Cover Image for Meta accused of using illegally downloaded books to train its artificial intelligence.
Sat Jan 11 2025

Meta accused of using illegally downloaded books to train its artificial intelligence.

A study reveals that Meta was feeding its artificial intelligence using illegal torrent downloads.

Meta is facing a new scandal following its announcement to end moderation on its platforms. An investigation reveals that the company, led by Mark Zuckerberg, has been using books obtained illegally through torrent servers. Recently disclosed court documents indicate that Meta turned to the platform Library Genesis to train its artificial intelligence models, as reported by various media outlets.

This issue has arisen in the context of a lawsuit filed by a group of authors, including figures such as Ta-Nehisi Coates and comedian Sarah Silverman. The full disclosure of the documents occurred after a judge dismissed Meta's attempts to keep parts of them secret. According to reports, the judge considered that the company was trying to hide information to avoid bad publicity, citing a troubling remark from an unidentified Meta employee: the company feared that media coverage regarding the use of a pirated dataset, such as LibGen, could weaken its position with regulators.

Library Genesis, known as LibGen, is a site that provides free access to a vast collection of books, academic articles, and journals. Meta, along with other leaders in the field of artificial intelligence, claims that the use of data extracted from the web can be considered "fair use," but this claim will be subject to rigorous scrutiny in the legal arena. An engineer at the company expressed discomfort regarding the situation, noting that "downloading torrents from a corporate laptop doesn't feel right."
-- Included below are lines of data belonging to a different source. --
//! Scripted runs.
//!
//! A [`Script`] is a named list of actions with optional delays. A
//! [`ScriptRunner`] executes scripts strictly in sequence against one
//! client and clears the session after each run.
//!
//! # Modules
//!
//! | Module | Description |
//! |--------|-------------|
//! | `definition` | [`Script`], [`ScriptStep`] and their JSON form |
//! | `runner` | [`ScriptRunner`] |

// ============================================================================
// Submodules
// ============================================================================

/// Script definitions.
pub mod definition;

/// Sequential execution.
pub mod runner;

// ============================================================================
// Re-exports
// ============================================================================

pub use definition::{Script, ScriptStep};
pub use runner::ScriptRunner;
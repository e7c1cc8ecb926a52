//! Core Client struct, dispatcher and accessors.

// ============================================================================
// Imports
// ============================================================================

use std::fmt;
use std::sync::Arc;
use std::time::Duration;

use parking_lot::Mutex;
use serde_json::Value;
use tracing::level_filters::LevelFilter;
use tracing::{Instrument, debug, info, info_span};
use url::Url;

use crate::action::{Action, Outcome, Timeout};
use crate::error::Result;
use crate::session::{CookieJar, PageInfo, Session, SocketEvent, close_channels};
use crate::transport::{ChannelState, ChannelTransport, HttpClient, HttpResponse, Method};

use super::builder::ClientBuilder;
use super::config::{ClientConfig, FALLBACK_TIMEOUT};

// ============================================================================
// ClientInner
// ============================================================================

/// Internal shared state for a client.
pub(crate) struct ClientInner {
    /// Session label, attached to every log line.
    pub identity: String,
    /// Configured log level.
    pub log_level: LevelFilter,
    /// Server root every path is resolved against.
    pub base_url: Url,
    /// Namespace used when an action names none.
    pub default_namespace: String,
    /// Timeout used when an action sets none.
    pub default_timeout: Option<Timeout>,
    /// HTTP capability.
    pub http: Arc<dyn HttpClient>,
    /// Channel capability.
    pub transport: Arc<dyn ChannelTransport>,
    /// Session cookie store.
    pub cookies: CookieJar,
    /// Page, ajax result, event and static cache.
    ///
    /// Never held across an await point.
    pub session: Mutex<Session>,
}

// ============================================================================
// Client
// ============================================================================

/// A session-aware client driving one simulated browser tab.
///
/// Cloning yields another handle to the same session.
#[derive(Clone)]
pub struct Client {
    pub(crate) inner: Arc<ClientInner>,
}

impl fmt::Debug for Client {
    fn fmt(&self, f: &mut fmt::Formatter<'_>) -> fmt::Result {
        f.debug_struct("Client")
            .field("identity", &self.inner.identity)
            .field("base_url", &self.inner.base_url.as_str())
            .field("default_namespace", &self.inner.default_namespace)
            .finish_non_exhaustive()
    }
}

impl Client {
    /// Creates a configuration builder.
    #[inline]
    #[must_use]
    pub fn builder() -> ClientBuilder {
        ClientBuilder::new()
    }

    /// Creates a client from a configuration with the bundled transports.
    ///
    /// # Errors
    ///
    /// Returns [`Error::Config`](crate::Error::Config) if the configuration is invalid.
    pub fn from_config(config: ClientConfig) -> Result<Self> {
        ClientBuilder::new().config(config).build()
    }
}

// ============================================================================
// Client - Dispatch
// ============================================================================

impl Client {
    /// Executes one action against the session.
    ///
    /// A `&str` or `String` is a GET page load of that path.
    ///
    /// # Errors
    ///
    /// Returns the handler's error unchanged. Precondition failures leave the
    /// session untouched.
    pub async fn dispatch(&self, action: impl Into<Action>) -> Result<Outcome> {
        let action = action.into();
        let span = info_span!("session", identity = %self.inner.identity);
        self.route(action).instrument(span).await
    }

    /// Decodes a JSON action and executes it.
    ///
    /// # Errors
    ///
    /// Returns [`Error::UnknownActionKind`](crate::Error::UnknownActionKind)
    /// before any I/O if the kind names no action.
    pub async fn dispatch_value(&self, value: &Value) -> Result<Outcome> {
        let action = Action::from_value(value)?;
        self.dispatch(action).await
    }

    async fn route(&self, action: Action) -> Result<Outcome> {
        let kind = action.kind();
        debug!(kind = %kind, "Dispatching action");

        match action {
            Action::Request(http) => self.execute_http(kind, http).await,
            Action::Ajax(mut http) => {
                http.ajax = true;
                self.execute_http(kind, http).await
            }
            Action::Get(mut http) => {
                http.method = Method::Get;
                self.execute_http(kind, http).await
            }
            Action::Post(mut http) => {
                http.method = Method::Post;
                self.execute_http(kind, http).await
            }
            Action::PageUnload => {
                self.unload_page();
                Ok(Outcome::None)
            }
            Action::LoadStaticAssets(assets) => self.load_static_assets(assets).await,
            Action::Connect(connect) => self.connect(connect).await,
            Action::Emit(emit) => self.emit(emit).map(|()| Outcome::None),
            Action::AwaitEmit(watch) => self.await_emit(watch).await.map(Outcome::Event),
            Action::ConfirmNoEmit(watch) => {
                self.confirm_no_emit(watch).await.map(|()| Outcome::None)
            }
            Action::ConfirmNoMatchingEmit(watch) => self
                .confirm_no_matching_emit(watch)
                .await
                .map(|()| Outcome::None),
            Action::ConnectAndAwaitEmit(compound) => self
                .connect_and_await_emit(compound)
                .await
                .map(Outcome::Event),
            Action::ConnectAndConfirmNoEmit(compound) => self
                .connect_and_confirm_no_emit(compound)
                .await
                .map(|()| Outcome::None),
        }
    }
}

// ============================================================================
// Client - Accessors
// ============================================================================

impl Client {
    /// Returns the session label.
    #[inline]
    #[must_use]
    pub fn identity(&self) -> &str {
        &self.inner.identity
    }

    /// Returns the configured log level.
    #[inline]
    #[must_use]
    pub fn log_level(&self) -> LevelFilter {
        self.inner.log_level
    }

    /// Returns an `EnvFilter` directive enabling this crate at the configured level.
    #[must_use]
    pub fn log_directive(&self) -> String {
        format!("duplex_e2e={}", self.inner.log_level).to_ascii_lowercase()
    }

    /// Returns the server root.
    #[inline]
    #[must_use]
    pub fn base_url(&self) -> &Url {
        &self.inner.base_url
    }

    /// Returns the namespace used when an action names none.
    #[inline]
    #[must_use]
    pub fn default_namespace(&self) -> &str {
        &self.inner.default_namespace
    }

    /// Returns the session cookie store.
    #[inline]
    #[must_use]
    pub fn cookies(&self) -> &CookieJar {
        &self.inner.cookies
    }

    /// Sets a session cookie.
    pub fn set_cookie(&self, name: impl Into<String>, value: impl Into<String>) {
        self.inner.cookies.set(name, value);
    }

    /// Returns the value of a session cookie.
    #[must_use]
    pub fn cookie(&self, name: &str) -> Option<String> {
        self.inner.cookies.get(name)
    }

    /// Returns a snapshot of the current page.
    #[must_use]
    pub fn page(&self) -> Option<PageInfo> {
        self.inner.session.lock().page.as_ref().map(|page| page.info())
    }

    /// Returns the last ajax response.
    #[must_use]
    pub fn ajax_result(&self) -> Option<HttpResponse> {
        self.inner.session.lock().ajax.clone()
    }

    /// Returns the last captured event.
    #[must_use]
    pub fn last_event(&self) -> Option<SocketEvent> {
        self.inner.session.lock().event.clone()
    }

    /// Returns the number of cached static assets.
    #[must_use]
    pub fn static_cache_len(&self) -> usize {
        self.inner.session.lock().static_cache.len()
    }

    /// Returns `true` if the asset at `path` is cached.
    #[must_use]
    pub fn is_cached(&self, path: &str) -> bool {
        self.inner.session.lock().static_cache.contains(path)
    }

    /// Returns the cached body of the asset at `path`.
    #[must_use]
    pub fn cached_asset(&self, path: &str) -> Option<String> {
        self.inner
            .session
            .lock()
            .static_cache
            .get(path)
            .map(str::to_string)
    }

    /// Returns the state of the channel recorded for `namespace` on the current page.
    #[must_use]
    pub fn channel_state(&self, namespace: &str) -> Option<ChannelState> {
        self.inner
            .session
            .lock()
            .page
            .as_ref()
            .and_then(|page| page.channels.get(namespace))
            .map(|channel| channel.state())
    }
}

// ============================================================================
// Client - Clearing
// ============================================================================

impl Client {
    /// Resets the session for the next script.
    ///
    /// Unloads the page (closing its channels), drops the ajax result and
    /// current event, and empties the cookie jar. The static cache survives.
    pub fn clear(&self) {
        let stale = self.inner.session.lock().unload();
        close_channels(stale);
        self.inner.cookies.clear();
        info!(identity = %self.inner.identity, "Session cleared");
    }

    /// Drops every cached static asset.
    pub fn clear_static_cache(&self) {
        self.inner.session.lock().static_cache.clear();
        debug!("Static cache cleared");
    }
}

// ============================================================================
// Client - Internal
// ============================================================================

impl Client {
    /// Resolves the effective timeout: action, then session default, then fallback.
    pub(crate) fn effective_timeout(&self, timeout: Option<&Timeout>) -> Duration {
        timeout
            .or(self.inner.default_timeout.as_ref())
            .map_or(FALLBACK_TIMEOUT, Timeout::resolve)
    }

    /// Returns `namespace`, or the session default when absent.
    pub(crate) fn namespace_or_default(&self, namespace: Option<String>) -> String {
        namespace.unwrap_or_else(|| self.inner.default_namespace.clone())
    }

    /// Resolves a path (or absolute URL) against the server root.
    pub(crate) fn resolve_url(&self, path: &str) -> Result<Url> {
        Ok(self.inner.base_url.join(path)?)
    }
}

// ============================================================================
// Tests
// ============================================================================

#[cfg(test)]
mod tests {
    use super::*;

    use serde_json::json;

    use crate::error::Error;
    use crate::testing::mock_client;

    #[tokio::test]
    async fn test_bare_path_loads_page() {
        let (client, http, _) = mock_client();
        http.route("/home", 200, "<h1>home</h1>");

        let outcome = client.dispatch("/home").await.unwrap();

        assert_eq!(outcome.response().map(|r| r.status), Some(200));
        let page = client.page().unwrap();
        assert_eq!(page.body, "<h1>home</h1>");
        assert_eq!(page.url.path(), "/home");
    }

    #[tokio::test]
    async fn test_unknown_kind_is_local() {
        let (client, http, transport) = mock_client();

        let err = client
            .dispatch_value(&json!({ "kind": "teleport", "path": "/x" }))
            .await
            .unwrap_err();

        assert!(matches!(err, Error::UnknownActionKind { .. }));
        assert_eq!(http.calls(), 0);
        assert!(transport.opened().is_empty());
        assert!(client.page().is_none());
    }

    #[tokio::test]
    async fn test_preconditions_leave_session_untouched() {
        let (client, http, transport) = mock_client();

        let actions = [
            Action::ajax(Method::Get, "/api"),
            Action::post("/form"),
            Action::connect("/chat"),
            Action::emit("/chat", vec![json!("hi")]),
            Action::await_emit("/chat", "hi"),
            Action::confirm_no_emit("/chat", "hi"),
        ];

        for action in actions {
            let err = client.dispatch(action).await.unwrap_err();
            assert!(err.is_precondition(), "unexpected error: {err}");
        }

        assert_eq!(http.calls(), 0);
        assert!(transport.opened().is_empty());
        assert!(client.page().is_none());
        assert!(client.ajax_result().is_none());
        assert!(client.last_event().is_none());
    }

    #[tokio::test]
    async fn test_get_unload_get_round_trip() {
        let (client, http, _) = mock_client();
        http.route("/p", 200, "body");

        client.dispatch("/p").await.unwrap();
        client.dispatch(Action::connect("")).await.unwrap();
        let first = client.page().unwrap();
        assert_eq!(first.namespaces, vec![String::new()]);

        client.dispatch(Action::unload()).await.unwrap();
        assert!(client.page().is_none());

        client.dispatch("/p").await.unwrap();
        let second = client.page().unwrap();

        assert_eq!(first.status, second.status);
        assert_eq!(first.body, second.body);
        assert_ne!(first.id, second.id);
        assert!(second.namespaces.is_empty());
    }

    #[tokio::test]
    async fn test_clear_keeps_static_cache() {
        let (client, http, transport) = mock_client();
        http.route("/", 200, r#"<script src="/app.js"></script>"#);
        http.route("/app.js", 200, "console.log(1)");

        client.set_cookie("sid", "abc");
        client.dispatch("/").await.unwrap();
        client.dispatch(Action::connect("")).await.unwrap();
        client.dispatch(Action::load_static_assets()).await.unwrap();

        client.clear();

        assert!(client.page().is_none());
        assert!(client.cookies().is_empty());
        assert!(client.is_cached("/app.js"));
        assert_eq!(transport.channel("").unwrap().disconnects(), 1);

        client.clear_static_cache();
        assert_eq!(client.static_cache_len(), 0);
    }

    #[test]
    fn test_effective_timeout_priority() {
        let (client, _, _) = mock_client();
        assert_eq!(client.effective_timeout(None), FALLBACK_TIMEOUT);

        let explicit = Timeout::Fixed(Duration::from_millis(10));
        assert_eq!(
            client.effective_timeout(Some(&explicit)),
            Duration::from_millis(10)
        );
    }

    #[test]
    fn test_log_directive() {
        let (client, _, _) = mock_client();
        assert_eq!(client.log_directive(), "duplex_e2e=info");
    }

    #[test]
    fn test_namespace_defaulting() {
        let (client, _, _) = mock_client();
        assert_eq!(client.namespace_or_default(None), "");
        assert_eq!(client.namespace_or_default(Some("/x".into())), "/x");
    }
}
Discontent among employees has even reached the upper management of the company. A memorandum suggests that following an increase in discussions about the use of LibGen, the AI team received approval to use that material. The plaintiffs have argued that Meta has treated the "public availability" of these datasets as a justification for their use, despite internal records revealing that both Zuckerberg and other high executives were aware of LibGen's pirated nature.